Work to be completed: Return exactly the lines below, starting with the one that has "use crate::canonical::RescaledTemplate;" and going on through the one that has "Point2D::from(self.rotation * p.coords".

(Stored data)
%%

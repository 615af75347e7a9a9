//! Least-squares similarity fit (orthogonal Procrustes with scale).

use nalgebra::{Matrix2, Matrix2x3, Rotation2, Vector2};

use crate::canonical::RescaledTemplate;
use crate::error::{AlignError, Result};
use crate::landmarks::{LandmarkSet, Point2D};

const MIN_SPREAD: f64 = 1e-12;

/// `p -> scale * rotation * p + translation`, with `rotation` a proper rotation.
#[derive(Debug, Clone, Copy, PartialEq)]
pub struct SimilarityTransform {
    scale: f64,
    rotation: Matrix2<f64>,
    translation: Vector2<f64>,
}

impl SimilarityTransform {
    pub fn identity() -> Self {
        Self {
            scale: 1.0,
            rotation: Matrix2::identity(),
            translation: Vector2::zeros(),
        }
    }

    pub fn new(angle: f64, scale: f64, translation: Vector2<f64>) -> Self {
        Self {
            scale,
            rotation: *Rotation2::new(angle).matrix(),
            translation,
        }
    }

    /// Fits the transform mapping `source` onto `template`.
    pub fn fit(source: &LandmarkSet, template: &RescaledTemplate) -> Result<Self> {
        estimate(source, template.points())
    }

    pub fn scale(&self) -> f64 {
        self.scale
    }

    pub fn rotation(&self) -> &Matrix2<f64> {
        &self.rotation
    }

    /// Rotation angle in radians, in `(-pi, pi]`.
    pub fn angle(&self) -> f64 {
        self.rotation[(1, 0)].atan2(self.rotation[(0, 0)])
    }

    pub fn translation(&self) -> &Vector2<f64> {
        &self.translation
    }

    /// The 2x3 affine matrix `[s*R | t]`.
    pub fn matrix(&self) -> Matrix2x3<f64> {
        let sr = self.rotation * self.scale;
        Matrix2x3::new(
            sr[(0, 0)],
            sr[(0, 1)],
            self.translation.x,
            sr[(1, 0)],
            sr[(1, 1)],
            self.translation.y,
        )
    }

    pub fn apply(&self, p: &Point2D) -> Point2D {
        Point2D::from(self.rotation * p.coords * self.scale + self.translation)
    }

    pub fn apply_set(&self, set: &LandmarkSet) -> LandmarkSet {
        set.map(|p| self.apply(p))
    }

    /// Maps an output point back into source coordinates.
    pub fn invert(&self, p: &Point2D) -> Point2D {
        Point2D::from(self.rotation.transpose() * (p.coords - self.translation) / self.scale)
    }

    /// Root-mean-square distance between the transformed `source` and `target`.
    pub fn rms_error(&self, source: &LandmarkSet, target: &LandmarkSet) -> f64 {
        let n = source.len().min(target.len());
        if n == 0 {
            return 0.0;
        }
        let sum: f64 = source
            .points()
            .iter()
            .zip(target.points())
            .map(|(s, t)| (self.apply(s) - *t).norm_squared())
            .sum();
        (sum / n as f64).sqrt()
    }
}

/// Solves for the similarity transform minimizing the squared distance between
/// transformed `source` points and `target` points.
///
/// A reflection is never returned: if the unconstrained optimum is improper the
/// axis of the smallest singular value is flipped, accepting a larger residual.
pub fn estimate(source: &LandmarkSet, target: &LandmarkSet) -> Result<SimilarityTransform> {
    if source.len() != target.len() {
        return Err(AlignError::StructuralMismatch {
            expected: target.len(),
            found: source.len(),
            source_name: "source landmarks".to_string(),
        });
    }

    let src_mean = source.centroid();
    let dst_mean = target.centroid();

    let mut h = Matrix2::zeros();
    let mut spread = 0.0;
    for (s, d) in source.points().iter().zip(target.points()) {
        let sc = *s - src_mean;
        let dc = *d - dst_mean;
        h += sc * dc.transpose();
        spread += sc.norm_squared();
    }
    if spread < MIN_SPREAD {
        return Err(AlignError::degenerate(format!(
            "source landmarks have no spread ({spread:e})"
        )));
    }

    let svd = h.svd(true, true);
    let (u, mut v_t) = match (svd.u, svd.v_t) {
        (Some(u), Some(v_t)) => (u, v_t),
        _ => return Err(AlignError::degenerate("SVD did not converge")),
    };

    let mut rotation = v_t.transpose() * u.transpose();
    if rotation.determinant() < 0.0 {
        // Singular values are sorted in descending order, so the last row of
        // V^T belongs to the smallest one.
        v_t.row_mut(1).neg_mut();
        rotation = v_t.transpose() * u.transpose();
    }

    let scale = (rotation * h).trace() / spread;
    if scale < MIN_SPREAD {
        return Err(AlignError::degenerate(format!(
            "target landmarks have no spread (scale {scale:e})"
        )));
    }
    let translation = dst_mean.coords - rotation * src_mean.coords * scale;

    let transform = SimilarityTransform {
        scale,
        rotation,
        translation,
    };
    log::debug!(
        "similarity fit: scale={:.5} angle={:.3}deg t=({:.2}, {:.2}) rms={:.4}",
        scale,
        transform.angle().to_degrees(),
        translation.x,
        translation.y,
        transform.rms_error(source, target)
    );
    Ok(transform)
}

%%
%%

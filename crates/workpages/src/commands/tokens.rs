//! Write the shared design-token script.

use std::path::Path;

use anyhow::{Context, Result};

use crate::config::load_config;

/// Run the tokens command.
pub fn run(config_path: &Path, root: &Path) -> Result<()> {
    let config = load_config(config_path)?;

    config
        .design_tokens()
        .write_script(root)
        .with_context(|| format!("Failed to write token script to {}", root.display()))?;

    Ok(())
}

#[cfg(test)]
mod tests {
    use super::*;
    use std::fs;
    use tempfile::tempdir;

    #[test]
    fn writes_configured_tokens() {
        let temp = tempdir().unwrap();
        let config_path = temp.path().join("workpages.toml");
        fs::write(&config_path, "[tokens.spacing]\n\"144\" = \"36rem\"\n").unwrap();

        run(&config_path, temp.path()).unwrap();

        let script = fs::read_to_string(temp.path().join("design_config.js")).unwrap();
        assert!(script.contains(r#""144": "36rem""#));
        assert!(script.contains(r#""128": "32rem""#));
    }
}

%%
%%

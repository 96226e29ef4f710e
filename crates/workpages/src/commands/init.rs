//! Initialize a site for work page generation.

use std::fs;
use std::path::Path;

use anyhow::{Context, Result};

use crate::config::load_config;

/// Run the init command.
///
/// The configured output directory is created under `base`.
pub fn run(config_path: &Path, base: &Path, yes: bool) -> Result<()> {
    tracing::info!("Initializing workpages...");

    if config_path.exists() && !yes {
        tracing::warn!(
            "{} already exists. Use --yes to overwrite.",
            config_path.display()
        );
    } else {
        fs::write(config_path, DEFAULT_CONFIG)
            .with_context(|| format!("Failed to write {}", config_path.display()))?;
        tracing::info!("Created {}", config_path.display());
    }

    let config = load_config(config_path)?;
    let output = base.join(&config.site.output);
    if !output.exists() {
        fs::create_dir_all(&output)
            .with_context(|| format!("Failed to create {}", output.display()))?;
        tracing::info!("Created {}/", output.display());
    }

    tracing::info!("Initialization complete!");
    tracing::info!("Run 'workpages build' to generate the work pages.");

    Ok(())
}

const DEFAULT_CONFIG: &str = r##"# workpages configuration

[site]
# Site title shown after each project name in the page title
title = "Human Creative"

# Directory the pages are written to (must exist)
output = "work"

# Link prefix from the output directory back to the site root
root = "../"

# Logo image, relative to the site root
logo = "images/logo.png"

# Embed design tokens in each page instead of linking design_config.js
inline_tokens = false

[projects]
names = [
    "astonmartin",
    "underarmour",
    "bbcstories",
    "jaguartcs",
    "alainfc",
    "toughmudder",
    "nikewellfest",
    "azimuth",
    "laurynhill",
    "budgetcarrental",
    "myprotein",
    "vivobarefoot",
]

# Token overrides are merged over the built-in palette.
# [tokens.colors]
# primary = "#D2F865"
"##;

%%

Exercise output:
use crate::canonical::RescaledTemplate;
use crate::error::{AlignError, Result};
use crate::landmarks::{LandmarkSet, Point2D};

const MIN_SPREAD: f64 = 1e-12;

/// `p -> scale * rotation * p + translation`, with `rotation` a proper rotation.
#[derive(Debug, Clone, Copy, PartialEq)]
pub struct SimilarityTransform {
    scale: f64,
    rotation: Matrix2<f64>,
    translation: Vector2<f64>,
}

impl SimilarityTransform {
    pub fn identity() -> Self {
        Self {
            scale: 1.0,
            rotation: Matrix2::identity(),
            translation: Vector2::zeros(),
        }
    }

    pub fn new(angle: f64, scale: f64, translation: Vector2<f64>) -> Self {
        Self {
            scale,
            rotation: *Rotation2::new(angle).matrix(),
            translation,
        }
    }

    /// Fits the transform mapping `source` onto `template`.
    pub fn fit(source: &LandmarkSet, template: &RescaledTemplate) -> Result<Self> {
        estimate(source, template.points())
    }

    pub fn scale(&self) -> f64 {
        self.scale
    }

    pub fn rotation(&self) -> &Matrix2<f64> {
        &self.rotation
    }

    /// Rotation angle in radians, in `(-pi, pi]`.
    pub fn angle(&self) -> f64 {
        self.rotation[(1, 0)].atan2(self.rotation[(0, 0)])
    }

    pub fn translation(&self) -> &Vector2<f64> {
        &self.translation
    }

    /// The 2x3 affine matrix `[s*R | t]`.
    pub fn matrix(&self) -> Matrix2x3<f64> {
        let sr = self.rotation * self.scale;
        Matrix2x3::new(
            sr[(0, 0)],
            sr[(0, 1)],
            self.translation.x,
            sr[(1, 0)],
            sr[(1, 1)],
            self.translation.y,
        )
    }

    pub fn apply(&self, p: &Point2D) -> Point2D {
        Point2D::from(self.rotation * p.coords * self.scale + self.translation)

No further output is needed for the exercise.